Overall, CAFOs associated with severe geographic dislocation of mass flows (feed, manure, agricultural residues) in agricultural production systems introduce severe perturbations in sustainable nitrogen and carbon cycling as well as for other mineral nutrients such as phosphorus. Another undesirable effect is that in the areas where feed is produced, the soil is being mined for nutrients and organic matter as these are hauled away to distant animal feeding operations. Replacement nutrients are supplied as commercial fertilizers at considerable cost of energy for production of the fertilizer. The cost of back-hauling manure is usually prohibitive with a very short threshold distance.

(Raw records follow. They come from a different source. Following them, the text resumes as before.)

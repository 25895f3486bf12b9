pub mod random;

pub use random::{RandomSource, ScriptedRandom, SeededRandom, ThreadRandom};
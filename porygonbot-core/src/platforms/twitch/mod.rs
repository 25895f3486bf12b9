// File: src/platforms/twitch/mod.rs

pub mod auth;
pub mod events;
pub mod eventsub;
pub mod transport;

pub use auth::TwitchOAuthClient;
pub use eventsub::EventSubSession;
pub use transport::TwitchTransport;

Sufficient return of organic matter (carbon) to soils in the feed producing areas may or may not be occurring. Some agricultural producers are hoping to get credit for carbon sequestration or net accumulation of carbon to participate in mitigation of release of greenhouse gases. This requires an increase in the long-term stable organic matter content of the soil. The unsustainable nutrient and residue recycling scenario above is directly opposed to net soil organic matter (carbon) increase in feed crop production areas. Energy production using agricultural residues at CAFOs that are geographically remote from feed production areas abets these undesirable effects. Energy derived from methane from anaerobic digestion, pyrolysis, or any process that ultimately results in combustion in effect moves carbon sequestered in stable soil organic matter into the atmosphere as CO2.

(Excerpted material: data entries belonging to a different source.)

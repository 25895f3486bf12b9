use std::sync::Arc;

use axum::{
    extract::{Query, State},
    http::StatusCode,
    response::{Html, IntoResponse, Redirect, Response},
    routing::get,
    Router,
};
use dashmap::DashSet;
use rand::distr::Alphanumeric;
use rand::Rng;
use serde::Deserialize;
use tracing::{error, info, warn};

use porygonbot_common::traits::ChatTransport;
use crate::eventbus::EventBus;
use crate::platforms::twitch::TwitchOAuthClient;

/// `GET /oauth?scopes=a+b`
#[derive(Debug, Deserialize)]
pub struct StartQuery {
    scopes: Option<String>,
}

/// Query string we expect from Twitch: ?code=xxx&state=...
#[derive(Debug, Deserialize)]
pub struct AuthQuery {
    code: Option<String>,
    state: Option<String>,
    error: Option<String>,
    error_description: Option<String>,
}

/// Shared state for the OAuth routes.
#[derive(Clone)]
pub struct OAuthRouteState {
    pub oauth: TwitchOAuthClient,
    pub transport: Arc<dyn ChatTransport>,
    pub event_bus: Arc<EventBus>,
    pub default_scopes: Vec<String>,
    pending_states: Arc<DashSet<String>>,
}

impl OAuthRouteState {
    pub fn new(
        oauth: TwitchOAuthClient,
        transport: Arc<dyn ChatTransport>,
        event_bus: Arc<EventBus>,
        default_scopes: Vec<String>,
    ) -> Self {
        Self {
            oauth,
            transport,
            event_bus,
            default_scopes,
            pending_states: Arc::new(DashSet::new()),
        }
    }
}

/// `/oauth` (redirect to Twitch) and `/oauth/callback` (code exchange).
pub fn oauth_routes(state: OAuthRouteState) -> Router {
    Router::new()
        .route("/oauth", get(start_oauth))
        .route("/oauth/callback", get(handle_callback))
        .with_state(state)
}

fn new_state_token() -> String {
    rand::rng()
        .sample_iter(&Alphanumeric)
        .take(24)
        .map(char::from)
        .collect()
}

async fn start_oauth(
    State(state): State<OAuthRouteState>,
    Query(query): Query<StartQuery>,
) -> Redirect {
    let scopes: Vec<String> = match query.scopes.as_deref() {
        Some(s) if !s.trim().is_empty() => s.split_whitespace().map(str::to_string).collect(),
        _ => state.default_scopes.clone(),
    };
    let token = new_state_token();
    state.pending_states.insert(token.clone());
    Redirect::to(&state.oauth.authorize_url(&scopes, &token))
}

async fn handle_callback(
    State(state): State<OAuthRouteState>,
    Query(query): Query<AuthQuery>,
) -> Response {
    if let Some(err) = query.error.as_ref() {
        let desc = query.error_description.clone().unwrap_or_default();
        warn!("OAuth error from Twitch: {} {}", err, desc);
        let msg = format!("<h2>OAuth Error</h2><p>{}</p><p>{}</p>", err, desc);
        return (StatusCode::BAD_REQUEST, Html(msg)).into_response();
    }

    let known_state = query
        .state
        .as_ref()
        .is_some_and(|s| state.pending_states.remove(s).is_some());
    if !known_state {
        return (StatusCode::BAD_REQUEST, Html("<h2>Unknown or missing state</h2>")).into_response();
    }

    let Some(code) = query.code.as_deref() else {
        let msg = "<h2>Missing 'code' query param</h2><p>Check logs or try again.</p>";
        return (StatusCode::BAD_REQUEST, Html(msg)).into_response();
    };

    let grant = match state.oauth.exchange_code(code).await {
        Ok(g) => g,
        Err(e) => {
            error!("OAuth code exchange failed: {}", e);
            return (StatusCode::BAD_GATEWAY, Html("<h2>Token exchange failed</h2>")).into_response();
        }
    };

    // The claimed id comes from asking Twitch who the fresh token belongs to.
    let claimed = match state.transport.validate_token(&grant.access_token).await {
        Ok(identity) => identity.user_id,
        Err(e) => {
            error!("Freshly issued token did not validate: {}", e);
            return (StatusCode::BAD_GATEWAY, Html("<h2>Token validation failed</h2>")).into_response();
        }
    };

    info!("OAuth completed for user_id={}", claimed);
    state
        .event_bus
        .publish_authorized(Some(claimed), &grant.access_token, &grant.refresh_token)
        .await;

    let success = r#"
<h2>Authentication Successful</h2>
<p>Porygon Bot is now connected. You can close this window now.</p>
"#;
    (StatusCode::OK, Html(success)).into_response()
}

#[cfg(test)]
mod tests {
    use super::*;
    use crate::eventbus::BotEvent;
    use crate::test_utils::FakeTransport;
    use axum::body::Body;
    use axum::http::{header, Request};
    use axum::{routing::post, Json};
    use tower::ServiceExt;

    async fn fake_token_endpoint() -> String {
        let router = Router::new().route(
            "/token",
            post(|| async {
                Json(serde_json::json!({
                    "access_token": "A1", "refresh_token": "R1", "expires_in": 14000
                }))
            }),
        );
        let listener = tokio::net::TcpListener::bind("127.0.0.1:0").await.unwrap();
        let addr = listener.local_addr().unwrap();
        tokio::spawn(async move {
            axum::serve(listener, router).await.unwrap();
        });
        format!("http://{addr}")
    }

    fn route_state(oauth_base: &str, bus: Arc<EventBus>) -> OAuthRouteState {
        let oauth = TwitchOAuthClient::new(reqwest::Client::new(), "cid", None, "http://localhost/oauth/callback")
            .with_oauth_base(oauth_base);
        let transport = Arc::new(FakeTransport::new("1388303571").with_user("A1", "111"));
        OAuthRouteState::new(oauth, transport, bus, vec!["channel:bot".into()])
    }

    fn state_param(location: &str) -> String {
        let url = url::Url::parse(location).unwrap();
        url.query_pairs()
            .find(|(k, _)| k == "state")
            .map(|(_, v)| v.into_owned())
            .unwrap()
    }

    #[tokio::test]
    async fn start_redirects_with_scopes() {
        let bus = Arc::new(EventBus::new());
        let app = oauth_routes(route_state("http://unused", bus));

        let resp = app
            .oneshot(Request::get("/oauth?scopes=user:read:chat%20user:bot").body(Body::empty()).unwrap())
            .await
            .unwrap();

        assert_eq!(resp.status(), StatusCode::SEE_OTHER);
        let location = resp.headers()[header::LOCATION].to_str().unwrap();
        assert!(location.contains("scope=user%3Aread%3Achat%20user%3Abot"));
    }

    #[tokio::test]
    async fn callback_publishes_authorized_with_validated_id() {
        let bus = Arc::new(EventBus::new());
        let mut rx = bus.subscribe(Some(4)).await;
        let base = fake_token_endpoint().await;
        let app = oauth_routes(route_state(&base, bus.clone()));

        let start = app
            .clone()
            .oneshot(Request::get("/oauth").body(Body::empty()).unwrap())
            .await
            .unwrap();
        let location = start.headers()[header::LOCATION].to_str().unwrap().to_string();
        assert!(location.contains("scope=channel%3Abot"));
        let st = state_param(&location);

        let resp = app
            .clone()
            .oneshot(
                Request::get(format!("/oauth/callback?code=abc&state={st}"))
                    .body(Body::empty())
                    .unwrap(),
            )
            .await
            .unwrap();
        assert_eq!(resp.status(), StatusCode::OK);

        match rx.recv().await.unwrap() {
            BotEvent::Authorized(a) => {
                assert_eq!(a.claimed_user_id.as_deref(), Some("111"));
                assert_eq!(a.tokens.access_token, "A1");
                assert_eq!(a.tokens.refresh_token, "R1");
            }
            other => panic!("unexpected {}", other.event_type()),
        }

        // a state is single-use
        let replay = app
            .oneshot(
                Request::get(format!("/oauth/callback?code=abc&state={st}"))
                    .body(Body::empty())
                    .unwrap(),
            )
            .await
            .unwrap();
        assert_eq!(replay.status(), StatusCode::BAD_REQUEST);
    }

    #[tokio::test]
    async fn callback_error_param_is_rejected() {
        let bus = Arc::new(EventBus::new());
        let app = oauth_routes(route_state("http://unused", bus));
        let resp = app
            .oneshot(
                Request::get("/oauth/callback?error=access_denied&error_description=nope")
                    .body(Body::empty())
                    .unwrap(),
            )
            .await
            .unwrap();
        assert_eq!(resp.status(), StatusCode::BAD_REQUEST);
    }
}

Because of the high energy requirement for dewatering of many residues and increased ammonia losses from the drying process anaerobic digestion is usually the preferred avenue of energy production from animal wastes. However, anaerobic digestion to produce methane for energy production leaves a residue of its own, which is nutrient rich in a semi-stabilized organic matter matrix. Unless deliberately controlled, ammonia losses from anaerobic digestion are greater in quantity compared to leaving a greater fraction of the nitrogen in its original organic form in the manure or other agricultural residue.
Direct harvest of agricultural residues for energy production, mischaracterized as waste material, that is normally intended for reincorporation (recycling) back into the soil is an even more blatant disruption of normal cycling of nitrogen, carbon, and certain other minerals. In contrast, biomass production strictly for the purpose of energy production when properly managed would likely be no more harmful than ordinary crop production.
In summary, there
are a number of potential unintended effects from introducing the energy
production from agricultural residues into already complex and severely
perturbated biological systems of animal and crop production. What is
needed is a systems approach with mass flow modeling that evaluates the
complete soil to feed to residues to energy production processes. Comparing
the potential consequences of alternative scenarios to assess the fate
of nitrogen, carbon, and other nutrients could lead to better management
and policy decisions.
David Lauer is Director of the Benton Clean Air Authority in eastern Washington.